Ever since his childhood, until he left art school, Arman never ceased to draw or make sketches. All his future word is already prepared. Like with the old masters, it is outlined and planned out with diagrams, schemes and graphic notes. Such preparation with drawings and texts allows the precision of each project to be understood. A clear approach to the whole work, and a theoretical reasoning, consistent to each piece, predetermined like a musical score “in progress”, leaves nothing to chance while the work is executed by Arman and his assistants. Like Picasso, there have been hundreds of notebooks and sketchpads. Arman’s ideas are not revealed by a theoretical body of declarations, but by a series of drawings. His aesthetics should be considered from the point of view of the systematic in which chance is calculated and controlled. In this way, a veritable set theory is constructed – a combination of his personal taste, his own family context and art of his time. Arman renovates and makes more profound the role of the object in our society, and today he offers a new reading of his work which is part of a general concern with the systematic. The Accumulations have such a breadth and power that it is clear Arman has invented a style and a vision that is among one of the greatest.

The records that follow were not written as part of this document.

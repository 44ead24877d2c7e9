mod list;

use cohort_config::CohortConfig;

use crate::cli::GlobalFlags;
use crate::cli::subcommands::GroupsCommands;

/// Handle `cohort groups <subcommand>`.
pub async fn handle(
    action: &GroupsCommands,
    flags: &GlobalFlags,
    config: &CohortConfig,
) -> anyhow::Result<()> {
    match action {
        GroupsCommands::List(args) => list::handle(args, flags, config).await,
    }
}
//! Remote table names.

use serde::{Deserialize, Serialize};

fn default_groups() -> String {
    "grupos".into()
}

fn default_evaluations() -> String {
    "avaliacoes".into()
}

fn default_students() -> String {
    "alunos".into()
}

#[derive(Debug, Clone, Deserialize, Serialize)]
pub struct TablesConfig {
    #[serde(default = "default_groups")]
    pub groups: String,

    #[serde(default = "default_evaluations")]
    pub evaluations: String,

    #[serde(default = "default_students")]
    pub students: String,
}

impl Default for TablesConfig {
    fn default() -> Self {
        Self {
            groups: default_groups(),
            evaluations: default_evaluations(),
            students: default_students(),
        }
    }
}
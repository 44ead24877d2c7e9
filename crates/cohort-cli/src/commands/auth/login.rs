use cohort_config::CohortConfig;
use serde::Serialize;

use crate::bootstrap;
use crate::cli::GlobalFlags;
use crate::cli::subcommands::auth::AuthLoginArgs;
use crate::output::output;
use crate::progress::Progress;

#[derive(Serialize)]
struct AuthLoginResponse {
    authenticated: bool,
    user_id: String,
    email: Option<String>,
    expires_at: Option<String>,
}

pub async fn handle(
    args: &AuthLoginArgs,
    flags: &GlobalFlags,
    config: &CohortConfig,
) -> anyhow::Result<()> {
    let client = bootstrap::auth_client(config)?;

    let progress = Progress::spinner("Signing in...");
    let session = match cohort_auth::login(&client, args.email.trim(), &args.password).await {
        Ok(session) => {
            progress.finish_clear();
            session
        }
        Err(error) => {
            progress.finish_err("sign-in failed");
            return Err(anyhow::Error::new(error).context("auth login"));
        }
    };

    output(
        &AuthLoginResponse {
            authenticated: true,
            expires_at: session.expiry().map(|at| at.to_rfc3339()),
            user_id: session.user.id,
            email: session.user.email,
        },
        flags.format,
    )
}
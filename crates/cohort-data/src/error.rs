//! Data API error types.

use thiserror::Error;

/// Errors from the hosted data API.
#[derive(Debug, Error)]
pub enum DataError {
    /// HTTP transport error.
    #[error("HTTP error: {0}")]
    Http(#[from] reqwest::Error),

    /// The data API returned a non-success status code.
    #[error("API error ({status}): {message}")]
    Api {
        /// HTTP status code.
        status: u16,
        /// Error message reported by the API, or the response body.
        message: String,
    },

    /// One of the group-list reads failed; the whole load is abandoned.
    #[error("failed to fetch {table}: {source}")]
    Fetch {
        table: String,
        #[source]
        source: Box<DataError>,
    },

    /// Failed to parse a data API response.
    #[error("parse error: {0}")]
    Parse(String),
}

impl DataError {
    pub fn fetch(table: impl Into<String>, source: Self) -> Self {
        Self::Fetch {
            table: table.into(),
            source: Box::new(source),
        }
    }

    /// Whether repeating the request could succeed.
    ///
    /// Client errors other than timeouts and rate limiting are permanent.
    #[must_use]
    pub fn is_transient(&self) -> bool {
        match self {
            Self::Http(_) => true,
            Self::Api { status, .. } => *status >= 500 || matches!(*status, 408 | 429),
            Self::Fetch { source, .. } => source.is_transient(),
            Self::Parse(_) => false,
        }
    }
}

In a interview with Michel Giroud, Arman specified the importance of the systematic in his work.

“The systematic manifests itself in the way of working, of thinking, of exploring variations of an idea. I cannot begin a series of works until it has been planned out. I continue to experiment with different variations until I reach a certain point of disgust. For example with the paintings, after getting tired of the “all over chaud”, I’ll begin a cold series – the same with the accumulations of the collection. Otherwise the diversity, by its repetition, leads to a warming up. I proceed as with a piano, with chromatic or normal scales. I systematize them by the number of pieces chosen, by the strategy used bArman work Fly Toxy the number of pieces made. My approach is conceptual, rational, not at all instinctive. Chance , despite its appearance, is secondary. Only in two cases does it play a role : when I break an object, like a cello, the pieces stay right where the fell. Otherwise there is chance in the auto-compositions of objects within a volume.  But even though they are restricted by the choice of volume and of the object, they are not chosen by chance – they are elected objects, like the coffeepots, the tools, the cameras, the coffee grinders, There is a series of utensils with definite characteristics whose organic aspects interest me, like the irons, the fans, the flytox… In general they tend to be objects of my generation, and not objects with a contemporary, slick design which, for me, lack character. But it’s not impossible that one day I would use a series of sport shoes, like basketball sneakers, because they have a special character, original and surprising – a dynamic asymmetry. That which we take for chance often has a calculated imbalance that follows a rhythm. That’s what struck me about the traditional Japanese composition with its alternation between the void and the full. My taste for systems is related to the notion of filling up. Since I was a child I had a penchant for the quantity. It began as a series of jam jars, and later in 1954, it was the revelation of Pollock’s “all over”.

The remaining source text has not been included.